- **BRIEF**:
Reproduce the entries below in full, word for word.

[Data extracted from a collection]
══════════════════════════════
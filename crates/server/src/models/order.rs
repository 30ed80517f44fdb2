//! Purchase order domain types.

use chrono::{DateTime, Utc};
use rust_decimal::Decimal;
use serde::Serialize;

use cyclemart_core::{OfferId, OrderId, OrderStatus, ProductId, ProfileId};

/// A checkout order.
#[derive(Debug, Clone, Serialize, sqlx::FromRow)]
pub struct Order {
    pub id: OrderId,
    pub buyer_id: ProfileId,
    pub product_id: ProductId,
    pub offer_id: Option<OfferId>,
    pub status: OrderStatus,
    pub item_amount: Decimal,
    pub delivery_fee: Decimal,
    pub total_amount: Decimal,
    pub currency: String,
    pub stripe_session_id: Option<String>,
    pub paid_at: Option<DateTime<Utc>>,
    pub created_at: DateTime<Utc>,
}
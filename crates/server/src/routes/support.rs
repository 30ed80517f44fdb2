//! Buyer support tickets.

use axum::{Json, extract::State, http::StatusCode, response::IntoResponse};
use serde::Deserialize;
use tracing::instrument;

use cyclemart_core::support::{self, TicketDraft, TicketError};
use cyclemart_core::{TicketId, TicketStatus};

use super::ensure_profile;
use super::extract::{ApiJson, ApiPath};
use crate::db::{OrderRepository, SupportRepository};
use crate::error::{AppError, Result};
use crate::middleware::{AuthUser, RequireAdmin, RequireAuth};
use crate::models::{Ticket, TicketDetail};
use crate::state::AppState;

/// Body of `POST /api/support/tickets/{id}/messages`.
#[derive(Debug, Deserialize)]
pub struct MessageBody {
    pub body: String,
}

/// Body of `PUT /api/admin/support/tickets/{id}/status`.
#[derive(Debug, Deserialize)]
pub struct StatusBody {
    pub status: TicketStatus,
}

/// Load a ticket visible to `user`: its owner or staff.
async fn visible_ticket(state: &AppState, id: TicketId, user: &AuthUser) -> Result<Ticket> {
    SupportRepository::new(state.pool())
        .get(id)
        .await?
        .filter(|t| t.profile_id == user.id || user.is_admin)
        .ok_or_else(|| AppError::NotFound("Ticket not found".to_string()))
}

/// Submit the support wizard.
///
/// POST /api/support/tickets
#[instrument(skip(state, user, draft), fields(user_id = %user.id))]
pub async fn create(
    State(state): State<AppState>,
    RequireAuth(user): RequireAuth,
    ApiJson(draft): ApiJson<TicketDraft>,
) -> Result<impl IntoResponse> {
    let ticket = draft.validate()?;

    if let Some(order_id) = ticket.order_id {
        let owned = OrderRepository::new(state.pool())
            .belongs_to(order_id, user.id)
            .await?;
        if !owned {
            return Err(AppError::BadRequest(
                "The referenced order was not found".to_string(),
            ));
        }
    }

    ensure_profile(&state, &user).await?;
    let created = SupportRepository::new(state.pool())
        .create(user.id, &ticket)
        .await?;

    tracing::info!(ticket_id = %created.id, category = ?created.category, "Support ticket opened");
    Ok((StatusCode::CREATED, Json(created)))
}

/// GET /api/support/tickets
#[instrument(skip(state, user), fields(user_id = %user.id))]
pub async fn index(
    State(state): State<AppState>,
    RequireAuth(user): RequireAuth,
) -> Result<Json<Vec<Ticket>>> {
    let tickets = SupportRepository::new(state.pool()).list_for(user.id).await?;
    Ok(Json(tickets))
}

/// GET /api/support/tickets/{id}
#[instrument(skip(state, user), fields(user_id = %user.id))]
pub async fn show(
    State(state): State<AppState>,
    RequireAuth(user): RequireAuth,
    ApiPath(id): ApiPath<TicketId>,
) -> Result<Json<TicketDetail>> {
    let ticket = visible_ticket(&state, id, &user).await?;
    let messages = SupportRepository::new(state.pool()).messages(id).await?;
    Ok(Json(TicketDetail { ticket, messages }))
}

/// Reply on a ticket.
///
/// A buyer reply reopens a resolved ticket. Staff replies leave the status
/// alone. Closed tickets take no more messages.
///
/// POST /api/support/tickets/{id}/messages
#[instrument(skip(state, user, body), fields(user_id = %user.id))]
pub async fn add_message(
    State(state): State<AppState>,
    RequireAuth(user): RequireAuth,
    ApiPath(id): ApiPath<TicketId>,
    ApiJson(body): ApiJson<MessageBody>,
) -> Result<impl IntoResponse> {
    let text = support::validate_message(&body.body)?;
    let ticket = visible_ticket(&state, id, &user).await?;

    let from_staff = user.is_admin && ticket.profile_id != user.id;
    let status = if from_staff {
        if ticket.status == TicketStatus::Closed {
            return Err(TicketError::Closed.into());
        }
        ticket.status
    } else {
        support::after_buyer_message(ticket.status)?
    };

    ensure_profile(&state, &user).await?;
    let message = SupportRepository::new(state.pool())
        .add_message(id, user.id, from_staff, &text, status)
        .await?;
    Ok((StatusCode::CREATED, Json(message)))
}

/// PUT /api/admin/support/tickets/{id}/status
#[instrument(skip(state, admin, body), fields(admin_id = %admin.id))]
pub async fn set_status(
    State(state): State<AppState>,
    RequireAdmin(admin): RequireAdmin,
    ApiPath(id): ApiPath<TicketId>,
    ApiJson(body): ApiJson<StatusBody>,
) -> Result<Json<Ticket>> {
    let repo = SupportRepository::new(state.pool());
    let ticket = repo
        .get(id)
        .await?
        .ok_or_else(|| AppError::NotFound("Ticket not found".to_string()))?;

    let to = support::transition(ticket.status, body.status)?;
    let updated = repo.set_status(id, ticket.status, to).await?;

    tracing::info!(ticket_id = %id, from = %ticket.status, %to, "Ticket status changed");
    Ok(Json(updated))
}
══════════════════════════════
- **SOLUTION TO THIS TASK**:
filename crates/server/src/models/order.rs
repository 30ed80517f44fdb2
//! Purchase order domain types.

use chrono::{DateTime, Utc};
use rust_decimal::Decimal;
use serde::Serialize;

use cyclemart_core::{OfferId, OrderId, OrderStatus, ProductId, ProfileId};

/// A checkout order.
#[derive(Debug, Clone, Serialize, sqlx::FromRow)]
pub struct Order {
    pub id: OrderId,
    pub buyer_id: ProfileId,
    pub product_id: ProductId,
    pub offer_id: Option<OfferId>,
    pub status: OrderStatus,
    pub item_amount: Decimal,
    pub delivery_fee: Decimal,
    pub total_amount: Decimal,
    pub currency: String,
    pub stripe_session_id: Option<String>,
    pub paid_at: Option<DateTime<Utc>>,
    pub created_at: DateTime<Utc>,
}
filename crates/server/src/routes/support.rs
repository 30ed80517f44fdb2
//! Buyer support tickets.

use axum::{Json, extract::State, http::StatusCode, response::IntoResponse};
use serde::Deserialize;
use tracing::instrument;

use cyclemart_core::support::{self, TicketDraft, TicketError};
use cyclemart_core::{TicketId, TicketStatus};

use super::ensure_profile;
use super::extract::{ApiJson, ApiPath};
use crate::db::{OrderRepository, SupportRepository};
use crate::error::{AppError, Result};
use crate::middleware::{AuthUser, RequireAdmin, RequireAuth};
use crate::models::{Ticket, TicketDetail};
use crate::state::AppState;

/// Body of `POST /api/support/tickets/{id}/messages`.
#[derive(Debug, Deserialize)]
pub struct MessageBody {
    pub body: String,
}

/// Body of `PUT /api/admin/support/tickets/{id}/status`.
#[derive(Debug, Deserialize)]
pub struct StatusBody {
    pub status: TicketStatus,
}

/// Load a ticket visible to `user`: its owner or staff.
async fn visible_ticket(state: &AppState, id: TicketId, user: &AuthUser) -> Result<Ticket> {
    SupportRepository::new(state.pool())
        .get(id)
        .await?
        .filter(|t| t.profile_id == user.id || user.is_admin)
        .ok_or_else(|| AppError::NotFound("Ticket not found".to_string()))
}

/// Submit the support wizard.
///
/// POST /api/support/tickets
#[instrument(skip(state, user, draft), fields(user_id = %user.id))]
pub async fn create(
    State(state): State<AppState>,
    RequireAuth(user): RequireAuth,
    ApiJson(draft): ApiJson<TicketDraft>,
) -> Result<impl IntoResponse> {
    let ticket = draft.validate()?;

    if let Some(order_id) = ticket.order_id {
        let owned = OrderRepository::new(state.pool())
            .belongs_to(order_id, user.id)
            .await?;
        if !owned {
            return Err(AppError::BadRequest(
                "The referenced order was not found".to_string(),
            ));
        }
    }

    ensure_profile(&state, &user).await?;
    let created = SupportRepository::new(state.pool())
        .create(user.id, &ticket)
        .await?;

    tracing::info!(ticket_id = %created.id, category = ?created.category, "Support ticket opened");
    Ok((StatusCode::CREATED, Json(created)))
}

/// GET /api/support/tickets
#[instrument(skip(state, user), fields(user_id = %user.id))]
pub async fn index(
    State(state): State<AppState>,
    RequireAuth(user): RequireAuth,
) -> Result<Json<Vec<Ticket>>> {
    let tickets = SupportRepository::new(state.pool()).list_for(user.id).await?;
    Ok(Json(tickets))
}

/// GET /api/support/tickets/{id}
#[instrument(skip(state, user), fields(user_id = %user.id))]
pub async fn show(
    State(state): State<AppState>,
    RequireAuth(user): RequireAuth,
    ApiPath(id): ApiPath<TicketId>,
) -> Result<Json<TicketDetail>> {
    let ticket = visible_ticket(&state, id, &user).await?;
    let messages = SupportRepository::new(state.pool()).messages(id).await?;
    Ok(Json(TicketDetail { ticket, messages }))
}

/// Reply on a ticket.
///
/// A buyer reply reopens a resolved ticket. Staff replies leave the status
/// alone. Closed tickets take no more messages.
///
/// POST /api/support/tickets/{id}/messages
#[instrument(skip(state, user, body), fields(user_id = %user.id))]
pub async fn add_message(
    State(state): State<AppState>,
    RequireAuth(user): RequireAuth,
    ApiPath(id): ApiPath<TicketId>,
    ApiJson(body): ApiJson<MessageBody>,
) -> Result<impl IntoResponse> {
    let text = support::validate_message(&body.body)?;
    let ticket = visible_ticket(&state, id, &user).await?;

    let from_staff = user.is_admin && ticket.profile_id != user.id;
    let status = if from_staff {
        if ticket.status == TicketStatus::Closed {
            return Err(TicketError::Closed.into());
        }
        ticket.status
    } else {
        support::after_buyer_message(ticket.status)?
    };

    ensure_profile(&state, &user).await?;
    let message = SupportRepository::new(state.pool())
        .add_message(id, user.id, from_staff, &text, status)
        .await?;
    Ok((StatusCode::CREATED, Json(message)))
}

/// PUT /api/admin/support/tickets/{id}/status
#[instrument(skip(state, admin, body), fields(admin_id = %admin.id))]
pub async fn set_status(
    State(state): State<AppState>,
    RequireAdmin(admin): RequireAdmin,
    ApiPath(id): ApiPath<TicketId>,
    ApiJson(body): ApiJson<StatusBody>,
) -> Result<Json<Ticket>> {
    let repo = SupportRepository::new(state.pool());
    let ticket = repo
        .get(id)
        .await?
        .ok_or_else(|| AppError::NotFound("Ticket not found".to_string()))?;

    let to = support::transition(ticket.status, body.status)?;
    let updated = repo.set_status(id, ticket.status, to).await?;

    tracing::info!(ticket_id = %id, from = %ticket.status, %to, "Ticket status changed");
    Ok(Json(updated))
}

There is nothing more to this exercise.